**EXERCISE DETAILS**
For this exercise, repeat the listing below from its first line through the line containing "known. It is", exactly as written.

**********

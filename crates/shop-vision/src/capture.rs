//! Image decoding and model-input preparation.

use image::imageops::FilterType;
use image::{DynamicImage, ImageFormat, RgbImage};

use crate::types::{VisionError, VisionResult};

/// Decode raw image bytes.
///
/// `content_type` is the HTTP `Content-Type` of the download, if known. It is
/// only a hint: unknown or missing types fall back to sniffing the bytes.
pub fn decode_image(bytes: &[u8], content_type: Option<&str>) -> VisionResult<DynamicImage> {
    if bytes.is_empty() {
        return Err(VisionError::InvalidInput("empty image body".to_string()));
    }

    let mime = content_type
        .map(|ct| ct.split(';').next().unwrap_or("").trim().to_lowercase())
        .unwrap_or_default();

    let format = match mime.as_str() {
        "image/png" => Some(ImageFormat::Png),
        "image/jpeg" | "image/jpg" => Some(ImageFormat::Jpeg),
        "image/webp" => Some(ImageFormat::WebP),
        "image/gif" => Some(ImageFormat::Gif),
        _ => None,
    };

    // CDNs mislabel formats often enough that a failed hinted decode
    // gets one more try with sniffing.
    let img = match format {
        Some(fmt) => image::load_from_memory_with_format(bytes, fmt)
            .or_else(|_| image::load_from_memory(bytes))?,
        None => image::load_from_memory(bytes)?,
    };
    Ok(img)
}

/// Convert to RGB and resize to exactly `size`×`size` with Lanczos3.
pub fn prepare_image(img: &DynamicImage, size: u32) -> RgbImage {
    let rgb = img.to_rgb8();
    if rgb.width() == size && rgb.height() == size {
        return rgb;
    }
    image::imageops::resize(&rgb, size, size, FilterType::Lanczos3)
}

**********

**RESPONSE BOX**
filename crates/shop-vision/src/capture.rs
//! Image decoding and model-input preparation.

use image::imageops::FilterType;
use image::{DynamicImage, ImageFormat, RgbImage};

use crate::types::{VisionError, VisionResult};

/// Decode raw image bytes.
///
/// `content_type` is the HTTP `Content-Type` of the download, if known. It is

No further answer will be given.